What this task involves:
Select all lines holding the word "DeserializeOwned" from the entries that follow.

::: The data :::

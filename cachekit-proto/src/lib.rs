//! # Cachekit Protocol
//!
//! Wire protocol shared by the cachekit server and remote cache clients.
//!
//! Every logical message is one frame: a `u32` big-endian length prefix
//! followed by a bincode payload. Requests carry the method, the cache
//! addressing fields and the payload encodings on every frame, so a single
//! connection can be reused by callers addressing different regions with
//! different value types.
//!
//! A request whose key is absent is the commit sentinel: it asks the server
//! to commit all of its caches and receives no reply.

use serde::de::DeserializeOwned;
use serde::{Deserialize, Serialize};
use std::fmt;
use std::str::FromStr;
use thiserror::Error;
use tokio::io::{AsyncRead, AsyncReadExt, AsyncWrite, AsyncWriteExt};

/// Upper bound for a single frame. Guards both sides against reading a
/// garbage length prefix from a corrupt or misbehaving peer.
pub const MAX_FRAME_LEN: usize = 64 * 1024 * 1024;

/// Errors raised while encoding, decoding or transporting frames.
#[derive(Error, Debug)]
pub enum ProtocolError {
    /// The underlying socket failed
    #[error("I/O error: {0}")]
    Io(#[from] std::io::Error),

    /// A frame length prefix exceeded [`MAX_FRAME_LEN`]
    #[error("frame of {0} bytes exceeds the {MAX_FRAME_LEN} byte limit")]
    FrameTooLarge(usize),

    /// The frame payload could not be (de)serialized
    #[error("malformed frame: {0}")]
    Malformed(#[from] bincode::Error),

    /// An encoding name not part of the protocol enumeration
    #[error("unsupported payload encoding '{0}'")]
    UnknownEncoding(String),

    /// A method name not part of the protocol enumeration
    #[error("unknown method '{0}'")]
    UnknownMethod(String),
}

/// Request method. Commit is not a method of its own: it is encoded as a
/// [`Method::Put`] request with an absent key.
#[derive(Debug, Clone, Copy, PartialEq, Eq, Serialize, Deserialize)]
pub enum Method {
    Get,
    Put,
}

impl Method {
    pub fn as_str(&self) -> &'static str {
        match self {
            Method::Get => "get",
            Method::Put => "put",
        }
    }
}

impl fmt::Display for Method {
    fn fmt(&self, f: &mut fmt::Formatter<'_>) -> fmt::Result {
        f.write_str(self.as_str())
    }
}

impl FromStr for Method {
    type Err = ProtocolError;

    fn from_str(s: &str) -> Result<Self, Self::Err> {
        match s.to_ascii_lowercase().as_str() {
            "get" => Ok(Method::Get),
            "put" => Ok(Method::Put),
            other => Err(ProtocolError::UnknownMethod(other.to_string())),
        }
    }
}

/// Payload encoding for keys and values.
///
/// The encoding names travel on every request; they describe how the raw
/// bytes of a key or value are to be interpreted by typed callers. `Json`
/// is the generic object encoding.
#[derive(Debug, Clone, Copy, PartialEq, Eq, Serialize, Deserialize)]
pub enum Encoding {
    /// UTF-8 string bytes
    String,
    /// Arbitrary serde-serializable object, JSON-encoded
    Json,
    /// Raw byte array, stored as-is
    ByteArray,
    /// Packed little-endian `f64` array
    DoubleArray,
}

impl Encoding {
    pub fn as_str(&self) -> &'static str {
        match self {
            Encoding::String => "string",
            Encoding::Json => "json",
            Encoding::ByteArray => "bytearray",
            Encoding::DoubleArray => "doublearray",
        }
    }
}

impl fmt::Display for Encoding {
    fn fmt(&self, f: &mut fmt::Formatter<'_>) -> fmt::Result {
        f.write_str(self.as_str())
    }
}

impl FromStr for Encoding {
    type Err = ProtocolError;

    fn from_str(s: &str) -> Result<Self, Self::Err> {
        match s.to_ascii_lowercase().as_str() {
            "string" => Ok(Encoding::String),
            "json" => Ok(Encoding::Json),
            "bytearray" => Ok(Encoding::ByteArray),
            "doublearray" => Ok(Encoding::DoubleArray),
            other => Err(ProtocolError::UnknownEncoding(other.to_string())),
        }
    }
}

/// One client request. Field order mirrors the wire layout.
#[derive(Debug, Clone, Serialize, Deserialize)]
pub struct Request {
    pub method: Method,
    /// Backing store file name within the server's cache directory
    pub cache_id: String,
    pub cache_region: String,
    pub key_encoding: Encoding,
    pub value_encoding: Encoding,
    /// `None` is the commit sentinel, never a real key
    pub key: Option<Vec<u8>>,
    /// Present for PUT requests only
    pub value: Option<Vec<u8>>,
}

impl Request {
    pub fn get(
        cache_id: impl Into<String>,
        cache_region: impl Into<String>,
        key_encoding: Encoding,
        value_encoding: Encoding,
        key: Vec<u8>,
    ) -> Self {
        Self {
            method: Method::Get,
            cache_id: cache_id.into(),
            cache_region: cache_region.into(),
            key_encoding,
            value_encoding,
            key: Some(key),
            value: None,
        }
    }

    pub fn put(
        cache_id: impl Into<String>,
        cache_region: impl Into<String>,
        key_encoding: Encoding,
        value_encoding: Encoding,
        key: Vec<u8>,
        value: Vec<u8>,
    ) -> Self {
        Self {
            method: Method::Put,
            cache_id: cache_id.into(),
            cache_region: cache_region.into(),
            key_encoding,
            value_encoding,
            key: Some(key),
            value: Some(value),
        }
    }

    /// A PUT-shaped request with the absent-key sentinel, asking the server
    /// to commit all of its caches. The server sends no reply for it.
    pub fn commit_all(
        cache_id: impl Into<String>,
        cache_region: impl Into<String>,
        key_encoding: Encoding,
        value_encoding: Encoding,
    ) -> Self {
        Self {
            method: Method::Put,
            cache_id: cache_id.into(),
            cache_region: cache_region.into(),
            key_encoding,
            value_encoding,
            key: None,
            value: None,
        }
    }

    /// Whether this request is the global-commit sentinel
    pub fn is_commit(&self) -> bool {
        self.key.is_none()
    }
}

/// One server reply.
#[derive(Debug, Clone, Serialize, Deserialize)]
pub enum Response {
    /// GET result; inner `None` means no entry for the key
    Value(Option<Vec<u8>>),
    /// PUT acknowledgment
    Ok,
    /// Request handling failed server-side; carries the error description
    Failure { message: String },
}

/// Writes one length-prefixed frame and flushes the writer.
pub async fn write_frame<W, T>(writer: &mut W, message: &T) -> Result<(), ProtocolError>
where
    W: AsyncWrite + Unpin,
    T: Serialize,
{
    let payload = bincode::serialize(message)?;
    if payload.len() > MAX_FRAME_LEN {
        return Err(ProtocolError::FrameTooLarge(payload.len()));
    }
    writer.write_u32(payload.len() as u32).await?;
    writer.write_all(&payload).await?;
    writer.flush().await?;
    Ok(())
}

/// Reads one length-prefixed frame. Returns `Ok(None)` when the peer closed
/// the connection before sending another frame.
pub async fn read_frame<R, T>(reader: &mut R) -> Result<Option<T>, ProtocolError>
where
    R: AsyncRead + Unpin,
    T: DeserializeOwned,
{
    let len = match reader.read_u32().await {
        Ok(len) => len as usize,
        Err(e) if e.kind() == std::io::ErrorKind::UnexpectedEof => return Ok(None),
        Err(e) => return Err(e.into()),
    };
    if len > MAX_FRAME_LEN {
        return Err(ProtocolError::FrameTooLarge(len));
    }
    let mut payload = vec![0u8; len];
    reader.read_exact(&mut payload).await?;
    Ok(Some(bincode::deserialize(&payload)?))
}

:::

Result for this exercise:
use serde::de::DeserializeOwned;
    T: DeserializeOwned,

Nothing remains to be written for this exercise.